158 P. 1070 | Cal. Ct. App. | 1916
On September 30, 1912, A. H. Weyant, according to the allegations of the complaint, was indebted to A. C. Crosby, the plaintiff, in the sum of one thousand dollars, evidenced by promissory notes secured by a mortgage on a certain crop of grapes in Fresno County, which mortgage was duly recorded. On the seventeenth day of April, 1913, Weyant entered into a consignment contract in writing, by the terms of which he "assigned, transferred, and agreed to deliver" to the defendant this crop of grapes. Under said contract the defendant was to pack and sell the grapes through the California Fruit Exchange, and after deducting certain enumerated expenses, and a commission of seven per cent on the gross sales, the proceeds were to be paid to Weyant. On June 26, 1913, Weyant assigned all his interest in the said contract to S. L. Weyant, his wife, receiving on account thereof two hundred dollars. Weyant at once gave defendant notice of the assignment to his wife, and the account concerning the grapes when later delivered was kept by the defendant in her name. Prior to the delivery of the grapes, *310 which was in August, and shortly after the assignment of Weyant's interest in the consignment contract to his wife, he, his wife, and Crosby had an oral understanding that in order to protect the Crosby mortgage the grapes should be shipped and delivered to the defendant in Crosby's name, and the proceeds from the sale thereof should be paid to Crosby and applied by him on account of the payment of the Crosby mortgage. In due time the crop of grapes was delivered by Weyant to the defendant, without, however, stating that he was delivering them for Crosby's account, and he left the defendant under the impression that the delivery was made under the terms of the existing contract of consignment and the assignment thereof to his wife.
The net proceeds due from the sale of the grapes by defendant were the sum of $789.69, which plaintiff claims he is entitled to by virtue of the provisions of the crop mortgage and the delivery thereof to the defendant by Weyant as his agent. Defendant, on the other hand, claims that it is entitled to part of the proceeds of the sale of the grapes because of moneys paid to and on account of Weyant at the time of entering into the contract of consignment and subsequently, and which it was agreed between defendant and Weyant should be reimbursed to defendant out of the net proceeds of the sale of the grapes when consigned and sold, and as to the balance of the proceeds the defendant asserts that it held the same subject to certain attachment proceedings in actions pending against Weyant.
The court found in favor of the plaintiff as to the execution of the mortgage; that the defendant had notice of it, and that the delivery of the grapes to the defendant was for and on account of plaintiff, and rendered judgment in favor of plaintiff for $789.69, the amount of the net returns on the crop of grapes.
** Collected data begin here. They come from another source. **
//! Admin HTTP API.
//!
//! A thin CRUD surface over the index:
//!
//! - `GET    /api`            - list domains with their records
//! - `POST   /api`            - create a domain (201, 400 on invalid/exists)
//! - `PUT    /api/{domain}/`  - rename a domain (202, 400 on failure)
//! - `DELETE /api/{domain}/`  - delete a domain (202, 404 when absent)
//!
//! Domain syntax validation happens here; the index itself only knows about
//! canonical names.

use axum::extract::{Path, State};
use axum::http::StatusCode;
use axum::response::{IntoResponse, Response};
use axum::routing::{get, put};
use axum::{Json, Router};
use serde::{Deserialize, Serialize};
use std::sync::Arc;
use tokio_util::sync::CancellationToken;
use tracing::{info, warn};

use crate::config::ApiConfig;
use crate::error::Error;
use crate::index::{DomainIndex, IndexEntry};

/// Longest accepted domain name, trailing dot excluded.
const MAX_DOMAIN_LEN: usize = 253;

/// Longest accepted label.
const MAX_LABEL_LEN: usize = 63;

#[derive(Clone)]
struct ApiState {
    index: Arc<DomainIndex>,
}

/// Request body carrying a domain name.
#[derive(Debug, Deserialize)]
pub struct DomainRequest {
    /// The domain to create, or the new name for a rename.
    pub domain: String,
}

/// Body of `GET /api`.
#[derive(Debug, Serialize)]
pub struct ListResponse {
    /// Every indexed domain.
    pub list: Vec<IndexEntry>,
}

/// Error body returned with non-2xx statuses.
#[derive(Debug, Serialize)]
pub struct ErrorBody {
    /// Numeric status as a string, mirroring the HTTP status.
    pub code: String,
    /// Short human-readable message.
    pub message: String,
    /// Optional detail.
    #[serde(skip_serializing_if = "Option::is_none")]
    pub description: Option<String>,
}

fn error_response(status: StatusCode, message: &str, description: Option<String>) -> Response {
    let body = ErrorBody {
        code: status.as_u16().to_string(),
        message: message.to_string(),
        description,
    };
    (status, Json(body)).into_response()
}

/// Validate a domain name: non-empty, bounded length, LDH labels
/// (underscore tolerated, as wildcards and service labels use it).
pub fn validate_domain(domain: &str) -> Result<(), Error> {
    if domain.is_empty() {
        return Err(Error::invalid_domain(domain, "domain is required"));
    }

    let name = domain.trim_end_matches('.');
    if name.is_empty() {
        return Err(Error::invalid_domain(domain, "only the root label"));
    }
    if name.len() > MAX_DOMAIN_LEN {
        return Err(Error::invalid_domain(domain, "name too long"));
    }
    if !name.is_ascii() {
        return Err(Error::invalid_domain(
            domain,
            "IDN names must be A-label encoded",
        ));
    }

    for label in name.split('.') {
        if label.is_empty() {
            return Err(Error::invalid_domain(domain, "empty label"));
        }
        if label.len() > MAX_LABEL_LEN {
            return Err(Error::invalid_domain(domain, "label too long"));
        }
        if label.starts_with('-') || label.ends_with('-') {
            return Err(Error::invalid_domain(
                domain,
                "label starts or ends with a hyphen",
            ));
        }
        if !label
            .chars()
            .all(|c| c.is_ascii_alphanumeric() || c == '-' || c == '_')
        {
            return Err(Error::invalid_domain(domain, "label has invalid characters"));
        }
    }

    Ok(())
}

async fn list_entries(State(state): State<ApiState>) -> Json<ListResponse> {
    let mut list = state.index.list_entries();
    list.sort_by(|a, b| a.domain.cmp(&b.domain));
    Json(ListResponse { list })
}

async fn create_domain(
    State(state): State<ApiState>,
    Json(request): Json<DomainRequest>,
) -> Response {
    if let Err(err) = validate_domain(&request.domain) {
        warn!(domain = %request.domain, %err, "rejecting create");
        return error_response(
            StatusCode::BAD_REQUEST,
            "invalid domain",
            Some(err.to_string()),
        );
    }

    match state.index.create(&request.domain).await {
        Ok(()) => StatusCode::CREATED.into_response(),
        Err(err) => {
            warn!(domain = %request.domain, %err, "could not create domain");
            error_response(StatusCode::BAD_REQUEST, "domain exists", None)
        }
    }
}

async fn rename_domain(
    State(state): State<ApiState>,
    Path(domain): Path<String>,
    Json(request): Json<DomainRequest>,
) -> Response {
    if let Err(err) = validate_domain(&request.domain) {
        warn!(domain = %request.domain, %err, "rejecting rename");
        return error_response(
            StatusCode::BAD_REQUEST,
            "invalid domain",
            Some(err.to_string()),
        );
    }

    match state.index.rename(&domain, &request.domain).await {
        Ok(()) => StatusCode::ACCEPTED.into_response(),
        Err(err) => {
            warn!(old = %domain, new = %request.domain, %err, "could not rename domain");
            error_response(StatusCode::BAD_REQUEST, "could not rename domain", None)
        }
    }
}

async fn delete_domain(State(state): State<ApiState>, Path(domain): Path<String>) -> Response {
    match state.index.delete(&domain).await {
        Ok(()) => StatusCode::ACCEPTED.into_response(),
        Err(err) => {
            warn!(%domain, %err, "could not delete domain");
            error_response(StatusCode::NOT_FOUND, "domain not found", None)
        }
    }
}

/// Build the admin router over the given index.
pub fn router(index: Arc<DomainIndex>) -> Router {
    Router::new()
        .route("/api", get(list_entries).post(create_domain))
        .route("/api/{domain}/", put(rename_domain).delete(delete_domain))
        .with_state(ApiState { index })
}

/// Serve the admin API until cancelled.
pub async fn serve(
    config: ApiConfig,
    index: Arc<DomainIndex>,
    cancel: CancellationToken,
) -> Result<(), Error> {
    let listener = tokio::net::TcpListener::bind(config.address).await?;
    info!(address = %config.address, "admin api listening");

    axum::serve(listener, router(index))
        .with_graceful_shutdown(async move { cancel.cancelled().await })
        .await?;

    info!("admin api stopped");
    Ok(())
}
The defendant's motion for a new trial was denied, and this appeal is from the judgment and the order denying such motion.
The principal points made by the appellant for reversal are that under section 2972 of the Civil Code the plaintiff's mortgage lien on the crops was lost by the removal of the crop from the land, and that there was no proof made in the trial court of the execution or existence of the mortgage or of the amount, if any, due thereunder to the plaintiff. *311
Section 2972 of the Civil Code is in the following terms: "The lien of a mortgage on a growing crop continues on the crop after severance, whether remaining in its original state or converted into another product, so long as the same remains on the land of the mortgagor." The question has heretofore arisen whether the removal of the crop by the mortgagee is such a removal as will destroy the lien, and it has been held that it is not. The reason for the rule thus announced probably is that the mortgagee having taken possession of the crop for the purpose of enforcing his rights, is in the same position as the pledgee of personal property in possession of the pledge, and his lien on the property is of exactly the same quality and nature. In the case of Campodonico v. Oregon Improvement Co.,
In Byrnes v. Hatch,
In the case at bar the agreement between the mortgagor and mortgagee that the former should deliver the crop to the defendant in the name of the mortgagee must, when the crop is removed under such agreement and the delivery made, be held to constitute the mortgagor the agent of the mortgagee in such delivery, even though such agent violates his instructions and delivers the crop in his own name. No question here arises of advances made by the consignee to the agent upon the security of the crop after its delivery, in which event other legal principles might find their just application, and estop the mortgagee from insisting upon his rights as against the consignee. Here the advances made by the consignee were made during the time that the crop was still upon the land, and when the consignee was charged with notice of the mortgagee's rights. The consignee will not be permitted to take advantage of the wrong committed by the mortgagee's agent from which it has not suffered.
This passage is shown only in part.